■ Exercise requirements: Taking the entries below from the top, restate each line exactly and end with the line containing "use tempfile::NamedTempFile;".

Collected data entries

++++++

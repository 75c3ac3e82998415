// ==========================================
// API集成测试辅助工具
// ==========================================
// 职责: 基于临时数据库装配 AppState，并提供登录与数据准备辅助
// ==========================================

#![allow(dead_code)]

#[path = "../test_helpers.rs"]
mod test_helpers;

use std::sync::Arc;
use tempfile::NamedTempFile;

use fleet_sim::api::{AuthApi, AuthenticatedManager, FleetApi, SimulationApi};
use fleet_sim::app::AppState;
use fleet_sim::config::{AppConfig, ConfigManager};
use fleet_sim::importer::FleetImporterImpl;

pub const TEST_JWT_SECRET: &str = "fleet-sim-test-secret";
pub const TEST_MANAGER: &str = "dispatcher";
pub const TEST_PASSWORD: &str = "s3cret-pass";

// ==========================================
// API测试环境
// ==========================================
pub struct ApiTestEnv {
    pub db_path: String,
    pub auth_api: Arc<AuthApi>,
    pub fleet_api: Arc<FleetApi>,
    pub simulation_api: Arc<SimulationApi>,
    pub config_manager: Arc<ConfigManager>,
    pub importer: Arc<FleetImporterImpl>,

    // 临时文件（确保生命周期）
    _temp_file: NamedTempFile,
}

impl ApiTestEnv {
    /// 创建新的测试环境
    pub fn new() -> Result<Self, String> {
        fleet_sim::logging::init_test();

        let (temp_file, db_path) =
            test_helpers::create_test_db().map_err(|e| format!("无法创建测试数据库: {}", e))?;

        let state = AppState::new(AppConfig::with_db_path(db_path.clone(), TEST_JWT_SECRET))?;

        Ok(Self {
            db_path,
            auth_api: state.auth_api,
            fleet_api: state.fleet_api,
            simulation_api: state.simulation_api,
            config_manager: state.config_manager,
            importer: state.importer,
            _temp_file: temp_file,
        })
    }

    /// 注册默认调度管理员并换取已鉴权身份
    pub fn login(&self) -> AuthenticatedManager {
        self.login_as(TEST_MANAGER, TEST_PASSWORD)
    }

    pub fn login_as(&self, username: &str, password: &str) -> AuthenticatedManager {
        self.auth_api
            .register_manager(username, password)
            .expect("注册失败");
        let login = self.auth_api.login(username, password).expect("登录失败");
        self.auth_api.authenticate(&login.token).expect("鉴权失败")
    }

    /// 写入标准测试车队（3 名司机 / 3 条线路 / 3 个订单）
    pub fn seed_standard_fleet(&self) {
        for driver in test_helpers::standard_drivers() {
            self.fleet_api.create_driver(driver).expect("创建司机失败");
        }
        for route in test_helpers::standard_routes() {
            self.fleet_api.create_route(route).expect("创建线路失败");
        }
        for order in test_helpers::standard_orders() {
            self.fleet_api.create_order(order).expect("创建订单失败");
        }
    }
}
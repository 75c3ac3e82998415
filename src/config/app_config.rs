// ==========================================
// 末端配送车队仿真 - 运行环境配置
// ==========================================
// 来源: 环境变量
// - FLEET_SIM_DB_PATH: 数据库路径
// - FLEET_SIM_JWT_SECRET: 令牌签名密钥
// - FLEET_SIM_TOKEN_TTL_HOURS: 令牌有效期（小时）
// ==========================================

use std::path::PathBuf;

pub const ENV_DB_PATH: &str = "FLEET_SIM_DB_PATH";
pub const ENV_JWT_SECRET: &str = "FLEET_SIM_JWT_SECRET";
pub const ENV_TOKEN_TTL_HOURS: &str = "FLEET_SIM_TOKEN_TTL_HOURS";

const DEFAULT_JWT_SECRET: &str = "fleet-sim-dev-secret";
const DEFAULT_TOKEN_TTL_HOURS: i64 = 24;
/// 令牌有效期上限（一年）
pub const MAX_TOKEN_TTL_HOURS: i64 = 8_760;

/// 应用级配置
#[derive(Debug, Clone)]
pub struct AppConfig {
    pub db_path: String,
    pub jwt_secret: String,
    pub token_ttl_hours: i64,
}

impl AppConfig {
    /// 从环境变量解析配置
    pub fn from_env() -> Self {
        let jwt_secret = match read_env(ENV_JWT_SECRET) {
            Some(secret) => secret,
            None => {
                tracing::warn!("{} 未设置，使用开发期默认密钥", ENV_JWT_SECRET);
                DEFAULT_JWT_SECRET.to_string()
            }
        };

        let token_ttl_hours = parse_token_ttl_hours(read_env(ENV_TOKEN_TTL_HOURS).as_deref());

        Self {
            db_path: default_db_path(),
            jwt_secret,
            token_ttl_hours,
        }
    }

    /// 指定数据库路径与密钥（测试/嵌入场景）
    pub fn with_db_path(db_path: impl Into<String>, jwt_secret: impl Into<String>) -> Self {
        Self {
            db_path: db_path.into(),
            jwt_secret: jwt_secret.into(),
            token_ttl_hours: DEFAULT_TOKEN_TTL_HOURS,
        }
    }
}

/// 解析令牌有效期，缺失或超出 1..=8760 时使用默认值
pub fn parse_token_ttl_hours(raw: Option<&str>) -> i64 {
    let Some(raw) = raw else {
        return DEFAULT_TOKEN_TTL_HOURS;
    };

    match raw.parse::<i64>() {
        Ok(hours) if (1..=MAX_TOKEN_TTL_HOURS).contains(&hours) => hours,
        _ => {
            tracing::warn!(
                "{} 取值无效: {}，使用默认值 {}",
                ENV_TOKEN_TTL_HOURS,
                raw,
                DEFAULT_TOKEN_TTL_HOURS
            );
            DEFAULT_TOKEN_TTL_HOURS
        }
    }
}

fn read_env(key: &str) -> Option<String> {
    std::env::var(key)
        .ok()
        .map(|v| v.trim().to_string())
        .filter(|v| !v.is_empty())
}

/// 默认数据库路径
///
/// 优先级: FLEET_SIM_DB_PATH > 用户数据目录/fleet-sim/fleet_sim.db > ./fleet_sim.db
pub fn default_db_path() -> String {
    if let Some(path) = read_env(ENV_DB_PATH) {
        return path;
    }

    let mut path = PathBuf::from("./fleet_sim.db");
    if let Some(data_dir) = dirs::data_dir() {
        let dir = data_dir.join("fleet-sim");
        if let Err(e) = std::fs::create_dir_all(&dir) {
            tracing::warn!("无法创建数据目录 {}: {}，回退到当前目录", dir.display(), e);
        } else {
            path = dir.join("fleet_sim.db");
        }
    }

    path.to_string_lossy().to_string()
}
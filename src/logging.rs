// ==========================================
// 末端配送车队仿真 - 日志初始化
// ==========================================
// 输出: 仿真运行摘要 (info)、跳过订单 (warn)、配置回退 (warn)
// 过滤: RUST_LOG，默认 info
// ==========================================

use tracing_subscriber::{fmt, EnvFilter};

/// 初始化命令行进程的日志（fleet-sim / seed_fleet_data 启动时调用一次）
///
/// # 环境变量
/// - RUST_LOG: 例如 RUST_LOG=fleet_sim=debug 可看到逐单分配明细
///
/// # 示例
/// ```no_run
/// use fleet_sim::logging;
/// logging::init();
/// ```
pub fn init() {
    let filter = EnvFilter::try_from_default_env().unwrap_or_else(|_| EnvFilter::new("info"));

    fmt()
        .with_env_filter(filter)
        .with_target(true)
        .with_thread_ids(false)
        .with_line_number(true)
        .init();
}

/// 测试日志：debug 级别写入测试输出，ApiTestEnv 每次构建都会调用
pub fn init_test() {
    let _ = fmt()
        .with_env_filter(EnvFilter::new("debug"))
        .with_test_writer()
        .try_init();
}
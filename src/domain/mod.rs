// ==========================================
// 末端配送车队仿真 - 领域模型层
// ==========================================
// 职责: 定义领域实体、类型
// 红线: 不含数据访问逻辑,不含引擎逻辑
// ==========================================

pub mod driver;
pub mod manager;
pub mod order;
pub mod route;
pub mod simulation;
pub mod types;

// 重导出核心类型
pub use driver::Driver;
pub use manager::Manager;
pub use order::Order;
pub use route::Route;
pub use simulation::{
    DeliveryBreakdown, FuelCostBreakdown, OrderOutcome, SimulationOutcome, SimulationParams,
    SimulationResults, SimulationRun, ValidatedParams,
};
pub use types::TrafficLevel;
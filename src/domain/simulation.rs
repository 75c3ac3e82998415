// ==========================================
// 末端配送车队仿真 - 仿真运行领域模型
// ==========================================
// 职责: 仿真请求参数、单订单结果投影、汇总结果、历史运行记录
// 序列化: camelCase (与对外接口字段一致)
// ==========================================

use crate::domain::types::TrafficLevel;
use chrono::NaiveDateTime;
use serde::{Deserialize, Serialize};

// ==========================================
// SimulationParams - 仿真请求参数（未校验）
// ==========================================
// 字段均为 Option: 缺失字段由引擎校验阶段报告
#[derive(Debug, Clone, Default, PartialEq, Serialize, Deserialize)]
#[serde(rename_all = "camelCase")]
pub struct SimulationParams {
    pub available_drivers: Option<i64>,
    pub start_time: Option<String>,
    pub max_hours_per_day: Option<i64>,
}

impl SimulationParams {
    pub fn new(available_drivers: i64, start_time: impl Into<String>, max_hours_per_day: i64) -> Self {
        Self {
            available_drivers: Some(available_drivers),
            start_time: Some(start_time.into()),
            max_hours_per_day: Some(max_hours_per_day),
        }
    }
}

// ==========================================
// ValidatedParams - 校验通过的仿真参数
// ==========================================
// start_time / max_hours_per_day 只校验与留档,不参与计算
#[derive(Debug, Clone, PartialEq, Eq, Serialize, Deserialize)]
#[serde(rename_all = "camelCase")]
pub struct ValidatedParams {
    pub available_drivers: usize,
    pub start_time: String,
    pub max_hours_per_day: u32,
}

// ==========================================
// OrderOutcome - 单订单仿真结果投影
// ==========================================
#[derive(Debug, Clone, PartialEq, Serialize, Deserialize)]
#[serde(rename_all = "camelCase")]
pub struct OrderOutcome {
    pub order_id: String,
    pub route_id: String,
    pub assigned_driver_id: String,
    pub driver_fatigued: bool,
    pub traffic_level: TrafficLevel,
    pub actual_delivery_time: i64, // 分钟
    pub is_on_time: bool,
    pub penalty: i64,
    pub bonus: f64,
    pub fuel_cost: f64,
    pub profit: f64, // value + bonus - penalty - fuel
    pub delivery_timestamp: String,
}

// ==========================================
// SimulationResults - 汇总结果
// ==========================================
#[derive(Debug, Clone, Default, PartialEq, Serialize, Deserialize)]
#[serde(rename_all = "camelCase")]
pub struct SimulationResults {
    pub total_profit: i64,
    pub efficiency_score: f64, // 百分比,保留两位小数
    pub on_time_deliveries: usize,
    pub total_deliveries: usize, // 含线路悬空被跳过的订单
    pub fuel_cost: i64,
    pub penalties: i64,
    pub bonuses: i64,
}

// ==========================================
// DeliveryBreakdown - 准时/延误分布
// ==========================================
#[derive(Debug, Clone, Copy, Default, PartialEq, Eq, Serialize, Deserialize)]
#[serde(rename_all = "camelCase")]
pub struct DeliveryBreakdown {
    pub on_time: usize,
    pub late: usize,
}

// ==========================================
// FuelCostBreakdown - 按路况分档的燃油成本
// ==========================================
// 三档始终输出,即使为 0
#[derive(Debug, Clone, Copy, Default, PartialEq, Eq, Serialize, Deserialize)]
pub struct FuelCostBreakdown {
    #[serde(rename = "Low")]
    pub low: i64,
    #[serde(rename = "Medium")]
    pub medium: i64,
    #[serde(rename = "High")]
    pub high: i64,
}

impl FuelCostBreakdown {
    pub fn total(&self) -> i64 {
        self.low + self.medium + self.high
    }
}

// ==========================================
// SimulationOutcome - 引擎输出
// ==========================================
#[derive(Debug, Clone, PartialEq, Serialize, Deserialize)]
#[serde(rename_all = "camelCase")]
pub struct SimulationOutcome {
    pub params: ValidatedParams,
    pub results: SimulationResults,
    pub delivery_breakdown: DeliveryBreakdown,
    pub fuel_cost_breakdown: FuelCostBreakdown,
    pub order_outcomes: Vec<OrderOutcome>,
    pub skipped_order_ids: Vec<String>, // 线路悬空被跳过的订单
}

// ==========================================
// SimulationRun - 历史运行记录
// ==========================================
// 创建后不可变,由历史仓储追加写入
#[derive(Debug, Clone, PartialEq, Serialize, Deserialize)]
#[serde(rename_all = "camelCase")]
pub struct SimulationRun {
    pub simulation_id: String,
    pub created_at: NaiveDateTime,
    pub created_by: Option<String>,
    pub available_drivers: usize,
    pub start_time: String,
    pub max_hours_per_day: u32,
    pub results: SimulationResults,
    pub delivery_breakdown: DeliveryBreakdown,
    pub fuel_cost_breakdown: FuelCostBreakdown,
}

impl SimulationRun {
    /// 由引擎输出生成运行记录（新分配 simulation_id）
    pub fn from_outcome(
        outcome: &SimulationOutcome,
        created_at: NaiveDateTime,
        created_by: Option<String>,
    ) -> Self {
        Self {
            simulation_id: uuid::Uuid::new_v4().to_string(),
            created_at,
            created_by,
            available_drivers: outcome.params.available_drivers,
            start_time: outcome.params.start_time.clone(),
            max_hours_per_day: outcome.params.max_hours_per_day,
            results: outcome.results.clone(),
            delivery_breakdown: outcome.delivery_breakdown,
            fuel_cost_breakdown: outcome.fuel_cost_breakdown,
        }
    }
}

++++++

■ Reply:
repository 75c3ac3e82998415
// ==========================================
// API集成测试辅助工具
// ==========================================
// 职责: 基于临时数据库装配 AppState，并提供登录与数据准备辅助
// ==========================================

#![allow(dead_code)]

#[path = "../test_helpers.rs"]
mod test_helpers;

use std::sync::Arc;
use tempfile::NamedTempFile;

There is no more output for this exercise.